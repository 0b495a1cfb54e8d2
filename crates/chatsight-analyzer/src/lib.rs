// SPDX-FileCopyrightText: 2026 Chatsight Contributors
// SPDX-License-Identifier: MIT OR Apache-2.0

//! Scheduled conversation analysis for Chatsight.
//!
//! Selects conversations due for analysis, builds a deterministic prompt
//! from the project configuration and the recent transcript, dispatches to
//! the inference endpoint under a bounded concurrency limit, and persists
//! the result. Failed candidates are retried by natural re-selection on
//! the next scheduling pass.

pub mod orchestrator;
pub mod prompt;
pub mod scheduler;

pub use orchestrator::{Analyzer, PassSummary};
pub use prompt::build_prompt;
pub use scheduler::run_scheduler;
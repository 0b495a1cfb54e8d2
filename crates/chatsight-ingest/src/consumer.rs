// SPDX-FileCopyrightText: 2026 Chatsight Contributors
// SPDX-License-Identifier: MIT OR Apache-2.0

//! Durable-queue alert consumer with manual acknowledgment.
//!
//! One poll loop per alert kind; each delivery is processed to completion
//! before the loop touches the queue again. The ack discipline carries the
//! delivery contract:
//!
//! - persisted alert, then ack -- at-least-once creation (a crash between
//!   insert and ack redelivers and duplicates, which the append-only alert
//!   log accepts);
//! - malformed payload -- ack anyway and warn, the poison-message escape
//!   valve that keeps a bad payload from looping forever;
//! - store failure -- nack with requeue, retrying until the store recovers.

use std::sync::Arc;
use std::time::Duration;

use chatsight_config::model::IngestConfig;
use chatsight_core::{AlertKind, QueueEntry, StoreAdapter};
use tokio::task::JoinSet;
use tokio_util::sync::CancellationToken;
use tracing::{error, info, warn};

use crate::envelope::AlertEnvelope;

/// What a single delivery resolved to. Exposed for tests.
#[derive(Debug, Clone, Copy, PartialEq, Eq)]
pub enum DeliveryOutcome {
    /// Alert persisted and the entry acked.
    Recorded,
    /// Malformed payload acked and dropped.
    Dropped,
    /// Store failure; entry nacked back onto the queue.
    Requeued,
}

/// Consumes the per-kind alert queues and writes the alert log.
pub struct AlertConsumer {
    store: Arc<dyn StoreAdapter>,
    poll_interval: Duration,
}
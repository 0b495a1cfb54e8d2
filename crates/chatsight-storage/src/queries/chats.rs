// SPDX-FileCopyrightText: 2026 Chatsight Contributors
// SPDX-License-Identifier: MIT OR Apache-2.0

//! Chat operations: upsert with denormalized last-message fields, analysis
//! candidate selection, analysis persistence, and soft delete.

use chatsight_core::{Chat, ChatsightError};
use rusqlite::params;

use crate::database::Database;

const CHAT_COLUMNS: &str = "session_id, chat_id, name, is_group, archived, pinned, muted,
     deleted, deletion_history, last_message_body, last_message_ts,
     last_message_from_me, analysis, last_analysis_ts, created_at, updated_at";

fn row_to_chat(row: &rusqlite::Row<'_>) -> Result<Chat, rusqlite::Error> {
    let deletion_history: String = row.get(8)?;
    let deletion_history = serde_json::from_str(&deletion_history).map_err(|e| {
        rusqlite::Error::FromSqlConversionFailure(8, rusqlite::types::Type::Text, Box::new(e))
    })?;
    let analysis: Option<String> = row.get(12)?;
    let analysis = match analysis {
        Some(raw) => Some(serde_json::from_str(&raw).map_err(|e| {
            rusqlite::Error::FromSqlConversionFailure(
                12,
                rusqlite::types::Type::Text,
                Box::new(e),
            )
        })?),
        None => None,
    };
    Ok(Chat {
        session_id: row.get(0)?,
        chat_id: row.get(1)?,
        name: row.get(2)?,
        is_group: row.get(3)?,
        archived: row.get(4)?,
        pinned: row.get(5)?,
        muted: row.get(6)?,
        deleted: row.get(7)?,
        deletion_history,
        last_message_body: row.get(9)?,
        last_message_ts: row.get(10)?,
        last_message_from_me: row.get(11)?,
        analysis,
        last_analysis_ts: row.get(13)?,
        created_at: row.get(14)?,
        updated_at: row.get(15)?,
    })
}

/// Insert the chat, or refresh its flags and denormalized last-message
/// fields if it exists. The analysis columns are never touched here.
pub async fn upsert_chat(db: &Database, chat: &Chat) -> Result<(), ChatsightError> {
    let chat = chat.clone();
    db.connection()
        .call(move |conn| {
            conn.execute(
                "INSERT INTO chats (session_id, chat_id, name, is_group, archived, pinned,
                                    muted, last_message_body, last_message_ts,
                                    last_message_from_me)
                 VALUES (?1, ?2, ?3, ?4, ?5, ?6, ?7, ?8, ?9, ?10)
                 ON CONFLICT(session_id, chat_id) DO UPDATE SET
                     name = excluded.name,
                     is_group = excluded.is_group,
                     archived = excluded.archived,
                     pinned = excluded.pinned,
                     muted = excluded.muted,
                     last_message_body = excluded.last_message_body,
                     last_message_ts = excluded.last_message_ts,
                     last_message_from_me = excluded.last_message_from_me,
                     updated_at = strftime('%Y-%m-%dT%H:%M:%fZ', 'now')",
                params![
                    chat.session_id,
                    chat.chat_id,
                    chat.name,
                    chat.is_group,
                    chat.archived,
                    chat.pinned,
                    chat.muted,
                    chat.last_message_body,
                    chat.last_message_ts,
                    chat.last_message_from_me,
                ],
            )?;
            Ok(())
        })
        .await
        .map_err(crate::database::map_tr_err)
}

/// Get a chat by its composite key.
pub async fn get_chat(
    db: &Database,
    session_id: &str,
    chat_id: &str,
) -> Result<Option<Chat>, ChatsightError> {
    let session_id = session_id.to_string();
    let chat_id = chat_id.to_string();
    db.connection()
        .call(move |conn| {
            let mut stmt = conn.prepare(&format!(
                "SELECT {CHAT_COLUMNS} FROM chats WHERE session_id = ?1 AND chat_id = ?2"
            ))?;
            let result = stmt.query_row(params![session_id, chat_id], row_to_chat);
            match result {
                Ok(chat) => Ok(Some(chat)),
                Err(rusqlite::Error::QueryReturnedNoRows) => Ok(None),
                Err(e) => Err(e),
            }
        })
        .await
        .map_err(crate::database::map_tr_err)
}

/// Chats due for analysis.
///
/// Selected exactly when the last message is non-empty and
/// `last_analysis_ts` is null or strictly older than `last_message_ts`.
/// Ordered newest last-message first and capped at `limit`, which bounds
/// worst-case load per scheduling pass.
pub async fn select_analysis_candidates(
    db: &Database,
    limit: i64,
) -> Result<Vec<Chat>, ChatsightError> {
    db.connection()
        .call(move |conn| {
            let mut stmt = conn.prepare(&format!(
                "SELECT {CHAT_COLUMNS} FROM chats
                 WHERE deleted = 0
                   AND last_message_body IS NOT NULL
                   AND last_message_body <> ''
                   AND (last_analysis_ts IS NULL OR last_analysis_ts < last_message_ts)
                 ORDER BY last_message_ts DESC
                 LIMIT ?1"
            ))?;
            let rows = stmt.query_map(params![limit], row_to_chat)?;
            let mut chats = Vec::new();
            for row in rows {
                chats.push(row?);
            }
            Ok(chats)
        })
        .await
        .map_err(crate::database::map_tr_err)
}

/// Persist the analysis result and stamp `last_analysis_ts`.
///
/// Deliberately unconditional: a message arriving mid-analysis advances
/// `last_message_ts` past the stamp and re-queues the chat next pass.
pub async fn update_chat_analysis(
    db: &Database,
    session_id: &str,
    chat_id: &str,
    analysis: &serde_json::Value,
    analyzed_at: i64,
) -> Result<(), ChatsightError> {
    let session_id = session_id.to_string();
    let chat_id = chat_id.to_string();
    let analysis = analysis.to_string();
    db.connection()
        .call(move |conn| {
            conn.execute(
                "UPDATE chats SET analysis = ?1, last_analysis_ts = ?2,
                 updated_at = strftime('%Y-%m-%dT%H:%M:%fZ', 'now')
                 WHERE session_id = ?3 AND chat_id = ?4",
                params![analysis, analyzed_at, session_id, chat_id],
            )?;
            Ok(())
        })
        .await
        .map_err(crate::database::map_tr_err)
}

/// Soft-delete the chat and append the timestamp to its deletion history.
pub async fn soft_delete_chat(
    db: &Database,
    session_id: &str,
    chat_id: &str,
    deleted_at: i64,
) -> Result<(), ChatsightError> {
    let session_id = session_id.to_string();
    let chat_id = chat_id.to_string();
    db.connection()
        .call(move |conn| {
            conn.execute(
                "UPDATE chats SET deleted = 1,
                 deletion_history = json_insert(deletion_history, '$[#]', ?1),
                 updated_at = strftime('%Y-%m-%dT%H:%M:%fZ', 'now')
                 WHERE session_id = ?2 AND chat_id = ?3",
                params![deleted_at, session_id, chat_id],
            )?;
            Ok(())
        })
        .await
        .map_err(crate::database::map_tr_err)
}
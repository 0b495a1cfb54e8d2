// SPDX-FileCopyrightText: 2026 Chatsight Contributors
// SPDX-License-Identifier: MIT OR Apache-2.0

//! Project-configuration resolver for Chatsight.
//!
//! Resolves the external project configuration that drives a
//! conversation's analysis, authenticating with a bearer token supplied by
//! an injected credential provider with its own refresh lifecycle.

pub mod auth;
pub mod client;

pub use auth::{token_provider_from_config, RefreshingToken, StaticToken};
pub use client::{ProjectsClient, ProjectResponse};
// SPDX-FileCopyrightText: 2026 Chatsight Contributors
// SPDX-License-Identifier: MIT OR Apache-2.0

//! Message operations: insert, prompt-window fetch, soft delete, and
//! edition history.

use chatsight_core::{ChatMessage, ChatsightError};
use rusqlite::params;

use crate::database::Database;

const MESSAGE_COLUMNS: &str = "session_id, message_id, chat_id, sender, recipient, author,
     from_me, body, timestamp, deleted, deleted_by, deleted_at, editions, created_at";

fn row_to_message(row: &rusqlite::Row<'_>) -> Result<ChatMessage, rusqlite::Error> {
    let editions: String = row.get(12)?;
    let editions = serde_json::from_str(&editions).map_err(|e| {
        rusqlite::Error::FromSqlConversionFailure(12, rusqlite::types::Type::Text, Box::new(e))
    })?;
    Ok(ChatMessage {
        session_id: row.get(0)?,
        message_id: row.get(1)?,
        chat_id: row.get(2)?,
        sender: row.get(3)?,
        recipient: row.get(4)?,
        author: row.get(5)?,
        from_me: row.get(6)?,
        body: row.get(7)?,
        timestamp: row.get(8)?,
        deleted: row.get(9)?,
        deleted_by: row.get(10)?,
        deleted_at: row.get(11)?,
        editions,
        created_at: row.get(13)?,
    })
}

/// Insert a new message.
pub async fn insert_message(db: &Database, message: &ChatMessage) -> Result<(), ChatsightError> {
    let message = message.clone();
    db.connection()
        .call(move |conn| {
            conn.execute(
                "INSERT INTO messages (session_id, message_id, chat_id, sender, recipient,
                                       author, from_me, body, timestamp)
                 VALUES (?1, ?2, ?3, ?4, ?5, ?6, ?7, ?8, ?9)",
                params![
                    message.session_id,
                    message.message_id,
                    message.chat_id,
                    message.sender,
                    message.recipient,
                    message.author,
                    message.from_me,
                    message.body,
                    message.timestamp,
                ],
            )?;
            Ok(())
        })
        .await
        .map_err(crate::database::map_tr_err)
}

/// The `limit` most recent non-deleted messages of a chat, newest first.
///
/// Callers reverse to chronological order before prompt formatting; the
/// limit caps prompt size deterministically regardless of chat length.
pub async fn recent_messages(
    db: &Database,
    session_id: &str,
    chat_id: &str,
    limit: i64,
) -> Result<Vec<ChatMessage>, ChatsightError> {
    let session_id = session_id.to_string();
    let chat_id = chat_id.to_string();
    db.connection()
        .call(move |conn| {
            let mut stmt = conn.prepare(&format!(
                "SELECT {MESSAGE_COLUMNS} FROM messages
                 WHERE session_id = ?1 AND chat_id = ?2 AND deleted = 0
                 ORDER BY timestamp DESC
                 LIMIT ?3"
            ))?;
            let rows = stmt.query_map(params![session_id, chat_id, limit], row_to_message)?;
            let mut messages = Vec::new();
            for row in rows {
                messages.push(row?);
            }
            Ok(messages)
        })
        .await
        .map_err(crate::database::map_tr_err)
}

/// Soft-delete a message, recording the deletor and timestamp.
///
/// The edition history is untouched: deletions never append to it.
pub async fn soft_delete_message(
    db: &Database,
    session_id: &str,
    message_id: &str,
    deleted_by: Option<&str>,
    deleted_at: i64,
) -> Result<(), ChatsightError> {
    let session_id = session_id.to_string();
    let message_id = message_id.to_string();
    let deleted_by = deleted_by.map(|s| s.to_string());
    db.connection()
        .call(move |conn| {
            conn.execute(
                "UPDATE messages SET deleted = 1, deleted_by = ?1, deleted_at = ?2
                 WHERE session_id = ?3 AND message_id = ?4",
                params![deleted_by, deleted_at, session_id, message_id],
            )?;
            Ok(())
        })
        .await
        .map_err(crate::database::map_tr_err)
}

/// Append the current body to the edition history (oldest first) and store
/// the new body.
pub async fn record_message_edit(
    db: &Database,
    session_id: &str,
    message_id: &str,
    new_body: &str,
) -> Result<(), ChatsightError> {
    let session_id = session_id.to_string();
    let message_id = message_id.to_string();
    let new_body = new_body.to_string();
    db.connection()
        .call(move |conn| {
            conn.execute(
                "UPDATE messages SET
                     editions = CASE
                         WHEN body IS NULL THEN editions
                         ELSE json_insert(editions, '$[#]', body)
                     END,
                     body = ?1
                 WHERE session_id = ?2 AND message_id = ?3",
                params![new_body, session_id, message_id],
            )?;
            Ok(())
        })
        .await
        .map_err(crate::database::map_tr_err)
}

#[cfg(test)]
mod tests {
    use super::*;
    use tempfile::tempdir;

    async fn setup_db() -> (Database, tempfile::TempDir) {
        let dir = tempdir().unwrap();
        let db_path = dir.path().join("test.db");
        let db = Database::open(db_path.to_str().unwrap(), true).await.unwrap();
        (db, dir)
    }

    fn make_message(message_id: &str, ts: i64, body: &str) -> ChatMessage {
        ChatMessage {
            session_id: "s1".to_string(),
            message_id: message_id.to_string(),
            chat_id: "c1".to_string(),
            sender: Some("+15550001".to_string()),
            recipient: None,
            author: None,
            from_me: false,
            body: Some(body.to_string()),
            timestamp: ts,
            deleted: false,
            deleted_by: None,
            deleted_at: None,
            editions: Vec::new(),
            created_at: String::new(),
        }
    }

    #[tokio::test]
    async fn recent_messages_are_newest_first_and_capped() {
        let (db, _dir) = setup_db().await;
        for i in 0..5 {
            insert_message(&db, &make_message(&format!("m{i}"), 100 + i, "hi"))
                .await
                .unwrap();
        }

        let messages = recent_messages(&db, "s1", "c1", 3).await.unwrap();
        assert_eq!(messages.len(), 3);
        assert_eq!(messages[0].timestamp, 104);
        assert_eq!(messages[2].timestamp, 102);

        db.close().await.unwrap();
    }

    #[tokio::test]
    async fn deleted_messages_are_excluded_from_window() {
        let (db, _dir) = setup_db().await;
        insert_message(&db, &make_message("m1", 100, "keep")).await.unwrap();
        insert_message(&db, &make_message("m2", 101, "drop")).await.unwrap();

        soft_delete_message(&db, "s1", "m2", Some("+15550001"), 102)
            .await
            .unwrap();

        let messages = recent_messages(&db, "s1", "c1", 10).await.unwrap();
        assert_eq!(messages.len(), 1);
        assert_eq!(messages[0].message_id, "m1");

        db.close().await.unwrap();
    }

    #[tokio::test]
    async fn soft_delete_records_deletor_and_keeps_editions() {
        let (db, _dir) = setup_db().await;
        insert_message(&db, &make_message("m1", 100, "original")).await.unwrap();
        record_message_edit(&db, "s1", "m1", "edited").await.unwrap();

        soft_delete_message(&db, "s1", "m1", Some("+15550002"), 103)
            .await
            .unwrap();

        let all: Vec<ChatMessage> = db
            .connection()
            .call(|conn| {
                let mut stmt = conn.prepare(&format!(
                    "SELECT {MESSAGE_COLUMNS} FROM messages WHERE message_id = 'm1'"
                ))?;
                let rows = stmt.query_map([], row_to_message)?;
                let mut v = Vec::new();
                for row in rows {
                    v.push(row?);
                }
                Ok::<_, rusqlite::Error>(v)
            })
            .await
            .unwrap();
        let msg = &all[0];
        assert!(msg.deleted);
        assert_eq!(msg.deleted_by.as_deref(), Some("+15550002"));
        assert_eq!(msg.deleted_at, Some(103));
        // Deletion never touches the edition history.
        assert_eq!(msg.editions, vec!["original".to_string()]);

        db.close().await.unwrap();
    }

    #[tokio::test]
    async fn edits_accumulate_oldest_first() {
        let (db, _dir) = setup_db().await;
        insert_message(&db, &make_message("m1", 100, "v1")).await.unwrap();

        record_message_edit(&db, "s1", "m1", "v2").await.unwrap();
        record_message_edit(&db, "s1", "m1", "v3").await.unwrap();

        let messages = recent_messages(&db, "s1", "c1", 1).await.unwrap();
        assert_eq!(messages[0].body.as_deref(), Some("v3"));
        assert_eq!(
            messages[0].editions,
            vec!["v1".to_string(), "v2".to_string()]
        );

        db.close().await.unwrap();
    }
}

+++

If a line in the records above holds the string "sender", copy it.

§ Answer box
const MESSAGE_COLUMNS: &str = "session_id, message_id, chat_id, sender, recipient, author,
        sender: row.get(3)?,
                "INSERT INTO messages (session_id, message_id, chat_id, sender, recipient,
                    message.sender,
            sender: Some("+15550001".to_string()),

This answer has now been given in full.